Pour les mettre en place, évaluer les nouvelles possibilités, ils ne doivent pas hésiter à interroger les professionnels, à les faire travailler les uns avec les autres pour trouver des solutions sur mesure pour l’entreprise. Avocats, banquiers, assureurs-crédits, factors, commissaires aux comptes, tous sont aujourd’hui en mesure de travailler efficacement sur un même dossier. Il est possible de mettre en place des opérations structurées qui permettent de croiser les besoins, les solutions pour aboutir à la formule la plus efficace et la mieux adaptée aux souhaits de l’entreprise. «Au bout du compte, la décision, l’arbitrage entre ces solutions reste l’apanage du DAF, en fonction des coûts, de ses propres contraintes opérationnelles et de la stratégie de l’entreprise de moyen et long terme, rappelle Gilles Porte. La recherche de financement est le moteur principal mais l’assurance-crédit sait suivre l’ensemble des stratégies actuelles de mobilisation de créances et les accompagne pour en garantir l’efficacité globale.» 

Trois questions à … Olivier Guélaud, directeur de l’audit et de la trésorerie du groupe Pernod Ricard

Pourquoi avez-vous mis en place un programme de valorisation de votre poste clients ?

Nous avons réalisé en 2008 une grosse opération de croissance externe, nous permettant, avec la vodka Absolut, de consolider notre position de coleader mondial des vins et spiritueux. Cette acquisition et le refinancement de la dette existante ont nécessité une levée de fonds de près de 12 milliards d’euros. Or, 2008 s’est avérée être une période complexe sur les marchés financiers et nous devions impérativement diversifier nos financements et en garantir l’obtention rapide. Nous avons alors mis en place un programme de factoring, puis de titrisation, en quelques mois seulement. Au-delà du financement, nous souhaitions aussi faire de la déconsolidation tout en gardant le contrôle sur nos créances clients via nos contrats existants en assurance-crédit. Aujourd’hui, les conditions de financement sont différentes ; nous regardons ainsi comment optimiser ces opérations, en y ajoutant de nouveaux pays, utilisant différentes devises.

 

Quels conseils pourriez-vous formuler pour mener des opérations similaires ?
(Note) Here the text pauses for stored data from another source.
//! Product catalog client: GTIN/EAN lookup, free-text search, NCM lookup.
//!
//! The NCM endpoint differs between provider accounts; `fetch_ncm` walks
//! an ordered candidate list, advancing on 404 and failing fast on
//! anything else.

use serde::{Deserialize, Serialize};
use serde_json::Value;
use tracing::{debug, warn};

use super::probe::probe_str;
use super::{LookupError, status_error};

const TOKEN_HEADER: &str = "X-Cosmos-Token";

/// Normalized product record.
#[derive(Debug, Clone, Default, PartialEq, Eq, Serialize, Deserialize)]
pub struct ProductRecord {
    pub gtin: Option<String>,
    pub description: Option<String>,
    pub ncm: Option<String>,
    pub brand: Option<String>,
}

impl ProductRecord {
    pub fn from_value(value: &Value) -> Self {
        Self {
            gtin: probe_str(value, &["gtin", "ean", "codigo_barras", "barcode"]),
            description: probe_str(value, &["description", "descricao", "nome", "name"]),
            ncm: probe_str(value, &["ncm.code", "ncm", "ncm_codigo"]),
            brand: probe_str(value, &["brand.name", "brand", "marca"]),
        }
    }
}

async fn get_json(url: &str, token: &str) -> Result<Value, LookupError> {
    let client = reqwest::Client::builder()
        .timeout(std::time::Duration::from_secs(20))
        .build()
        .map_err(|e| LookupError::Network(e.to_string()))?;

    let resp = client
        .get(url)
        .header(TOKEN_HEADER, token)
        .send()
        .await
        .map_err(|e| LookupError::Network(e.to_string()))?;

    let status = resp.status();
    if !status.is_success() {
        return Err(status_error(status.as_u16()));
    }
    resp.json()
        .await
        .map_err(|e| LookupError::Decode(e.to_string()))
}

/// Look up a product by its GTIN/EAN.
pub async fn fetch_by_gtin(
    base_url: &str,
    token: &str,
    ean: &str,
) -> Result<ProductRecord, LookupError> {
    let ean = ean.trim();
    if ean.is_empty() || !ean.bytes().all(|b| b.is_ascii_digit()) {
        return Err(LookupError::InvalidIdentifier(format!(
            "'{ean}' is not a valid GTIN/EAN"
        )));
    }
    let url = format!("{}/gtins/{ean}.json", base_url.trim_end_matches('/'));
    debug!(%url, "GTIN lookup");
    let value = get_json(&url, token).await?;
    Ok(ProductRecord::from_value(&value))
}

/// Free-text product search; returns the provider's raw result page
/// alongside the normalized records.
pub async fn search_products(
    base_url: &str,
    token: &str,
    query: &str,
    page: u32,
) -> Result<Vec<ProductRecord>, LookupError> {
    let url = format!(
        "{}/products.json?query={}&page={page}",
        base_url.trim_end_matches('/'),
        urlencode(query),
    );
    debug!(%url, "product search");
    let value = get_json(&url, token).await?;
    let items = value
        .get("products")
        .and_then(Value::as_array)
        .or_else(|| value.as_array())
        .cloned()
        .unwrap_or_default();
    Ok(items.iter().map(ProductRecord::from_value).collect())
}

/// Look up products under an NCM code, trying each known endpoint shape
/// in order. A 404 advances to the next candidate; any other failure is
/// final. All-404 resolves to [`LookupError::NotFound`].
pub async fn fetch_ncm(base_url: &str, token: &str, code: &str) -> Result<Value, LookupError> {
    let base = base_url.trim_end_matches('/');
    let encoded = urlencode(code);
    let candidates = [
        format!("{base}/ncms/{encoded}/products"),
        format!("{base}/retailers/ncms/{encoded}"),
        format!("{base}/ncms/{encoded}/products.json"),
    ];

    for url in &candidates {
        debug!(%url, "NCM lookup attempt");
        match get_json(url, token).await {
            Ok(value) => return Ok(value),
            Err(LookupError::NotFound) => {
                warn!(%url, "NCM endpoint 404, trying next");
                continue;
            }
            Err(e) => return Err(e),
        }
    }
    Err(LookupError::NotFound)
}

fn urlencode(s: &str) -> String {
    let mut out = String::with_capacity(s.len());
    for b in s.bytes() {
        match b {
            b'A'..=b'Z' | b'a'..=b'z' | b'0'..=b'9' | b'-' | b'_' | b'.' | b'~' => {
                out.push(b as char)
            }
            b' ' => out.push_str("%20"),
            _ => out.push_str(&format!("%{b:02X}")),
        }
    }
    out
}
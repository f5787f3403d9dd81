use criterion::{Criterion, black_box, criterion_group, criterion_main};

use notafiscal::report::{ReportModel, flatten};
use notafiscal::xml::normalize;

fn sample_nfe(items: usize) -> String {
    let mut dets = String::new();
    for i in 1..=items {
        dets.push_str(&format!(
            "<det nItem=\"{i}\"><prod><cProd>P{i}</cProd><xProd>PRODUTO {i}</xProd>\
             <NCM>73181500</NCM><CFOP>5102</CFOP><uCom>UN</uCom><qCom>1</qCom>\
             <vUnCom>10.00</vUnCom><vProd>10.00</vProd></prod>\
             <imposto><ICMS><ICMS00><orig>0</orig><CST>00</CST><vBC>10.00</vBC>\
             <pICMS>18.00</pICMS><vICMS>1.80</vICMS></ICMS00></ICMS></imposto></det>"
        ));
    }
    format!(
        "<nfeProc><NFe><infNFe Id=\"NFe35240814200166000187550010000012341000012345\">\
         <ide><nNF>1</nNF><serie>1</serie><natOp>VENDA</natOp>\
         <dhEmi>2024-08-15T10:30:00-03:00</dhEmi></ide>\
         <emit><CNPJ>14200166000187</CNPJ><xNome>ACME LTDA</xNome></emit>\
         <dest><CPF>52998224725</CPF><xNome>CLIENTE</xNome></dest>\
         {dets}\
         <total><ICMSTot><vProd>100.00</vProd><vNF>100.00</vNF></ICMSTot></total>\
         </infNFe></NFe></nfeProc>"
    )
}

fn bench_normalize(c: &mut Criterion) {
    let small = sample_nfe(3);
    let large = sample_nfe(200);

    c.bench_function("normalize_3_items", |b| {
        b.iter(|| normalize(black_box(&small)).unwrap())
    });
    c.bench_function("normalize_200_items", |b| {
        b.iter(|| normalize(black_box(&large)).unwrap())
    });
}

fn bench_flatten(c: &mut Criterion) {
    let xml = sample_nfe(10);
    let docs: Vec<_> = (0..100).map(|_| normalize(&xml).unwrap()).collect();

    c.bench_function("flatten_100_docs_exploded", |b| {
        b.iter(|| flatten(black_box(&docs), &ReportModel::NfeProducts))
    });
}

criterion_group!(benches, bench_normalize, bench_flatten);
criterion_main!(benches);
Le plus important est de bien définir ses objectifs en amont. Ils détermineront ensuite la manière de structurer ses opérations de factoring et de gérer ses créances commerciales. Il faut ensuite convenir de son périmètre : quelles entités inclure ? Cela permet de négocier un achat de créances sur de la volumétrie. Les contraintes selon les pays peuvent différer. Globalement, il est crucial de bien concevoir son cahier des charges et de mener ces opérations comme un projet interne mobilisateur, concernant aussi bien la direction financière que les équipes juridiques, commerciales et informatiques. 

 

Quels avantages en retirez-vous ?

Au-delà de la logique initiale de financement sur ses créances commerciales, ces opérations ont pour mérite d’aider l’entreprise à structurer et optimiser ses méthodes internes de «credit et cash management». Nous avons chez Pernod Ricard un fonctionnement très décentralisé. Ces opérations ont permis d’uniformiser nos processus d’analyse clients et de recouvrement, tout en faisant remonter de l’information et des «best practices» de nos entités. 

Périmètre 

Les techniques décrites dans cette lettre concernent exclusivement des montages dits «sans recours». Mais, dans certains cas, le financement peut aussi être adossé à une cession de créances «avec recours». Cela signifie que l’établissement financier rend la propriété de la créance à l’entreprise en cas d’impayé, passé un certain délai après l’échéance de la créance. L’entreprise aura alors tout intérêt à s’assurer-crédit car c’est elle qui supportera directement le risque de non-paiement de son acheteur. Le droit à indemnité lié au contrat d’assurance-crédit peut toutefois être délégué à l’établissement financier : un levier supplémentaire à étudier pour débloquer des financements.